Unfortunately, these high-risk populations also tend to have limited access to effective healthcare options, and are therefore at an elevated risk of developing complications from COVID-19 which can lead to hospitalizations and deaths. Any vaccine trialled on a population that is not diverse, or those who are already in optimal health, may not help the people most in need of it. That makes diversifying these clinical studies an absolute necessity.

When our research team at Merck KGaA, Darmstadt, Germany began Phase 2 trials of an investigational drug named M5049 that may be crucial to mitigate complications from COVID-19 pneumonia, we thought hard about where to conduct our clinical trials. We increased our community outreach and recruiting efforts in regions with a large percentage of Black and Latinx populations, including Detroit, St. Louis, and south Texas, as well as in multi-ethnic locations in Brazil. Our early trials have already attracted a notably diverse group of participants, and we intend to build on this in future studies.

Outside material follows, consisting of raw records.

// src/nav/mod.rs
// =============================================================================
// Navigation state: which repository is selected, and how it gets changed.
//
// - selection: the process-wide RepoSelection (watch channel + generation)
// - switcher:  passkey gate and the "paste a GitHub link" switch flow
// =============================================================================

mod selection;
mod switcher;

pub use selection::{RepoSelection, RepoSnapshot};
pub use switcher::{PasskeyGate, RepoSwitcher, SwitchError};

Fortunately, we are not alone in our efforts to increase diversity in clinical trials for COVID-19 treatments. Emerging trends suggest that companies with ongoing COVID-19 investigational therapy and vaccine trials are placing a heavy emphasis on diversity across study participants—even slowing the pace of trials in order to ensure they can more closely represent the demography of the disease’s impact across Black, Latinx or Hispanic, and Native American participants.

But the problem of homogeneity among clinical trial participants is not exclusive to COVID-19. In fact, it is an industry-wide issue, and as such it demands an industry-wide call to action.

As I help steer a global biopharmaceutical company present in over 150 countries, I am acutely aware of the need for increased diversity across clinical trials in every area of medical study — not just in trials for potential COVID-19 treatments like M5049, but across our entire global R&D pipeline. This is especially important in oncology, for example, as different types of cancer are more prevalent or more severe in some demographics than in others. Yet a 2017 study found that fewer than 1 in 20 U.S. cancer patients take part in clinical trials.

To change this trend, we must continue to evolve clinical trials on three key fronts. First, we must ensure that all treatments are being specifically tested for effectiveness among the populations that are most seriously affected by the disease. Secondly, we must ensure that treatments for diseases which afflict a diverse population are being tested among clinical trial participants whose diversity closely matches that of the populations being affected.

And thirdly, we must continue to invest in community education and outreach, especially within populations which have historically been underrepresented in clinical trials. Establishing trusted relationships might help accelerate the development of life-changing treatments that are as broadly or specifically effective as the problem requires.

To do otherwise will risk not just the creation of insufficient or potentially ineffective treatments, but will also foster additional skepticism toward medical science from those who are inclined to doubt such expertise. This distrust has already complicated the challenge of containing and eliminating the SARS-CoV-2 coronavirus; exacerbating it further would only make our global ability to combat future pandemics even more difficult.

This moment must serve as a wake-up call for all healthcare professionals to intentionally expand the diversity of their clinical trials as a rule going forward, rather than as the sudden new exception. Treatments that are only proven to work for certain people within a population can no longer be considered a full success in the fight against COVID-19 or any other disease. Instead, they are simply one step in the right direction.